EXERCISE INPUT: Begin
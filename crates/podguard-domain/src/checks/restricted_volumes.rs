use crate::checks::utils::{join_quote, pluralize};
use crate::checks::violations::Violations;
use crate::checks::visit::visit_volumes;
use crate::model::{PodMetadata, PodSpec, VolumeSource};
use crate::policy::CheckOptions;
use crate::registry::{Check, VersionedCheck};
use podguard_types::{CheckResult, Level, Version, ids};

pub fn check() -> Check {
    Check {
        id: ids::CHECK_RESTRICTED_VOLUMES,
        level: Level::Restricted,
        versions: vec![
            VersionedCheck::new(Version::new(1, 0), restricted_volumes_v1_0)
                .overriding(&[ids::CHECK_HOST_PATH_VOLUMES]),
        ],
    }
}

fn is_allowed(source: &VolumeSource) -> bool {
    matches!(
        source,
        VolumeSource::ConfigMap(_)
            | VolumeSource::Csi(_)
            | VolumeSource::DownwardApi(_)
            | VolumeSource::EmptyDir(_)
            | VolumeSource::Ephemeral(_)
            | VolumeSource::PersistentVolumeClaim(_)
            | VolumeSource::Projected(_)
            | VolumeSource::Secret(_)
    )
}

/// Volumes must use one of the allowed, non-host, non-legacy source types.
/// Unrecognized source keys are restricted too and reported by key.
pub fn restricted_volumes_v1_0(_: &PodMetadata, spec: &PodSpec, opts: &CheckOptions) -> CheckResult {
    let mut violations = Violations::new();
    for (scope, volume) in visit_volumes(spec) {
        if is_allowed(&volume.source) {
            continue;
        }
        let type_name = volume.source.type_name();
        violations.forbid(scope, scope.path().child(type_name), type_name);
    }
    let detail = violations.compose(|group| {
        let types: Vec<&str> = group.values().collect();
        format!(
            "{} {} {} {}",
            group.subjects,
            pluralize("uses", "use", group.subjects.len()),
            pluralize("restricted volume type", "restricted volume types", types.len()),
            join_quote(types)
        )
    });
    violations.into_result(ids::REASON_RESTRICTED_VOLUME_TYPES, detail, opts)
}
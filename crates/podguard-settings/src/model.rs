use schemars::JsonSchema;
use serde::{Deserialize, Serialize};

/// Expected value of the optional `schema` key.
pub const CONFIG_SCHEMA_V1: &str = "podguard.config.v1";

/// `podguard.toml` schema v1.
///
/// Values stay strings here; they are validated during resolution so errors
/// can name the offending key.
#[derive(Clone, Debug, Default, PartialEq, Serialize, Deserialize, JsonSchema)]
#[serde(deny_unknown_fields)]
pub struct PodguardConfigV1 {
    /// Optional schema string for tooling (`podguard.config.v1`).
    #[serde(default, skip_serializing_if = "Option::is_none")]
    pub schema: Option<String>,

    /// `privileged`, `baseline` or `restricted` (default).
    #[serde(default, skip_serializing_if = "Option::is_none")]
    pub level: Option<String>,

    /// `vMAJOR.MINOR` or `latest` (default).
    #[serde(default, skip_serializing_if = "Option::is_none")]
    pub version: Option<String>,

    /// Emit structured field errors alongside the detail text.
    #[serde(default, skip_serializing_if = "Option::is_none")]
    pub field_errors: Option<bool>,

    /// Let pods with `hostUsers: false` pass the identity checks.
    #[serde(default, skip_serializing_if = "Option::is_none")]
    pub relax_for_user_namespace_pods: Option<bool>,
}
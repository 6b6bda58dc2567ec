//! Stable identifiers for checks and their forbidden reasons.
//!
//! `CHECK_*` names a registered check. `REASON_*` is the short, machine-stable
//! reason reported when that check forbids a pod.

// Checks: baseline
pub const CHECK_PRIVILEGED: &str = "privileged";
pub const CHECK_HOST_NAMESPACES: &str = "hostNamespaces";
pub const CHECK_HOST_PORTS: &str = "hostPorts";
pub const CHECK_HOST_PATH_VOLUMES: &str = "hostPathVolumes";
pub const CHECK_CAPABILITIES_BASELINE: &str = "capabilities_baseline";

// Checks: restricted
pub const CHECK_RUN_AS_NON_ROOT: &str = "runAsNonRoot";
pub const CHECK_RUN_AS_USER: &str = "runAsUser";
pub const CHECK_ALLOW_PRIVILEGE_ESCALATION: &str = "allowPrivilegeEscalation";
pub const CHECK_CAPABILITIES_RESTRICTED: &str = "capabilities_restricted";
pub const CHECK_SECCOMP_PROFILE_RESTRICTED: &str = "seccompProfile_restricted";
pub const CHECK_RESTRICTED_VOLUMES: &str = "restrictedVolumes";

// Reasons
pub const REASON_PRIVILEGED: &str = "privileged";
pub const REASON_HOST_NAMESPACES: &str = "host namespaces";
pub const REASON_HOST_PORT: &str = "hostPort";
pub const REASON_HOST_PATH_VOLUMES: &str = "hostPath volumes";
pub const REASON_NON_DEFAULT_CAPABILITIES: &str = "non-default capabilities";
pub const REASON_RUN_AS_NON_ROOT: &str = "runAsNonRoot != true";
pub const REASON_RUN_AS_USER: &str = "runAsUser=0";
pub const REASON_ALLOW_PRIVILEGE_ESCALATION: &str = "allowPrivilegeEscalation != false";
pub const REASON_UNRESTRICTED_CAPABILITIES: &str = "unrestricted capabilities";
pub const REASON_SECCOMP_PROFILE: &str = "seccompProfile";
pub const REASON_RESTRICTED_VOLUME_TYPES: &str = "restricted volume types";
EXERCISE INPUT: End
### WHAT IS BEING ASKED
Could every entry above be printed again, word for word?

### RESPONSE FOR THIS EXERCISE
filename crates/podguard-domain/src/checks/restricted_volumes.rs
use crate::checks::utils::{join_quote, pluralize};
use crate::checks::violations::Violations;
use crate::checks::visit::visit_volumes;
use crate::model::{PodMetadata, PodSpec, VolumeSource};
use crate::policy::CheckOptions;
use crate::registry::{Check, VersionedCheck};
use podguard_types::{CheckResult, Level, Version, ids};

pub fn check() -> Check {
    Check {
        id: ids::CHECK_RESTRICTED_VOLUMES,
        level: Level::Restricted,
        versions: vec![
            VersionedCheck::new(Version::new(1, 0), restricted_volumes_v1_0)
                .overriding(&[ids::CHECK_HOST_PATH_VOLUMES]),
        ],
    }
}

fn is_allowed(source: &VolumeSource) -> bool {
    matches!(
        source,
        VolumeSource::ConfigMap(_)
            | VolumeSource::Csi(_)
            | VolumeSource::DownwardApi(_)
            | VolumeSource::EmptyDir(_)
            | VolumeSource::Ephemeral(_)
            | VolumeSource::PersistentVolumeClaim(_)
            | VolumeSource::Projected(_)
            | VolumeSource::Secret(_)
    )
}

/// Volumes must use one of the allowed, non-host, non-legacy source types.
/// Unrecognized source keys are restricted too and reported by key.
pub fn restricted_volumes_v1_0(_: &PodMetadata, spec: &PodSpec, opts: &CheckOptions) -> CheckResult {
    let mut violations = Violations::new();
    for (scope, volume) in visit_volumes(spec) {
        if is_allowed(&volume.source) {
            continue;
        }
        let type_name = volume.source.type_name();
        violations.forbid(scope, scope.path().child(type_name), type_name);
    }
    let detail = violations.compose(|group| {
        let types: Vec<&str> = group.values().collect();
        format!(
            "{} {} {} {}",
            group.subjects,
            pluralize("uses", "use", group.subjects.len()),
            pluralize("restricted volume type", "restricted volume types", types.len()),
            join_quote(types)
        )
    });
    violations.into_result(ids::REASON_RESTRICTED_VOLUME_TYPES, detail, opts)
}
filename crates/podguard-settings/src/model.rs
use schemars::JsonSchema;
use serde::{Deserialize, Serialize};

/// Expected value of the optional `schema` key.
pub const CONFIG_SCHEMA_V1: &str = "podguard.config.v1";

/// `podguard.toml` schema v1.
///
/// Values stay strings here; they are validated during resolution so errors
/// can name the offending key.
#[derive(Clone, Debug, Default, PartialEq, Serialize, Deserialize, JsonSchema)]
#[serde(deny_unknown_fields)]
pub struct PodguardConfigV1 {
    /// Optional schema string for tooling (`podguard.config.v1`).
    #[serde(default, skip_serializing_if = "Option::is_none")]
    pub schema: Option<String>,

    /// `privileged`, `baseline` or `restricted` (default).
    #[serde(default, skip_serializing_if = "Option::is_none")]
    pub level: Option<String>,

    /// `vMAJOR.MINOR` or `latest` (default).
    #[serde(default, skip_serializing_if = "Option::is_none")]
    pub version: Option<String>,

    /// Emit structured field errors alongside the detail text.
    #[serde(default, skip_serializing_if = "Option::is_none")]
    pub field_errors: Option<bool>,

    /// Let pods with `hostUsers: false` pass the identity checks.
    #[serde(default, skip_serializing_if = "Option::is_none")]
    pub relax_for_user_namespace_pods: Option<bool>,
}
repository 6b6bda58dc2567ec
//! Stable identifiers for checks and their forbidden reasons.
//!
//! `CHECK_*` names a registered check. `REASON_*` is the short, machine-stable
//! reason reported when that check forbids a pod.

// Checks: baseline
pub const CHECK_PRIVILEGED: &str = "privileged";
pub const CHECK_HOST_NAMESPACES: &str = "hostNamespaces";
pub const CHECK_HOST_PORTS: &str = "hostPorts";
pub const CHECK_HOST_PATH_VOLUMES: &str = "hostPathVolumes";
pub const CHECK_CAPABILITIES_BASELINE: &str = "capabilities_baseline";

// Checks: restricted
pub const CHECK_RUN_AS_NON_ROOT: &str = "runAsNonRoot";
pub const CHECK_RUN_AS_USER: &str = "runAsUser";
pub const CHECK_ALLOW_PRIVILEGE_ESCALATION: &str = "allowPrivilegeEscalation";
pub const CHECK_CAPABILITIES_RESTRICTED: &str = "capabilities_restricted";
pub const CHECK_SECCOMP_PROFILE_RESTRICTED: &str = "seccompProfile_restricted";
pub const CHECK_RESTRICTED_VOLUMES: &str = "restrictedVolumes";

// Reasons
pub const REASON_PRIVILEGED: &str = "privileged";
pub const REASON_HOST_NAMESPACES: &str = "host namespaces";
pub const REASON_HOST_PORT: &str = "hostPort";
pub const REASON_HOST_PATH_VOLUMES: &str = "hostPath volumes";
pub const REASON_NON_DEFAULT_CAPABILITIES: &str = "non-default capabilities";
pub const REASON_RUN_AS_NON_ROOT: &str = "runAsNonRoot != true";
pub const REASON_RUN_AS_USER: &str = "runAsUser=0";
pub const REASON_ALLOW_PRIVILEGE_ESCALATION: &str = "allowPrivilegeEscalation != false";
pub const REASON_UNRESTRICTED_CAPABILITIES: &str = "unrestricted capabilities";
pub const REASON_SECCOMP_PROFILE: &str = "seccompProfile";
pub const REASON_RESTRICTED_VOLUME_TYPES: &str = "restricted volume types";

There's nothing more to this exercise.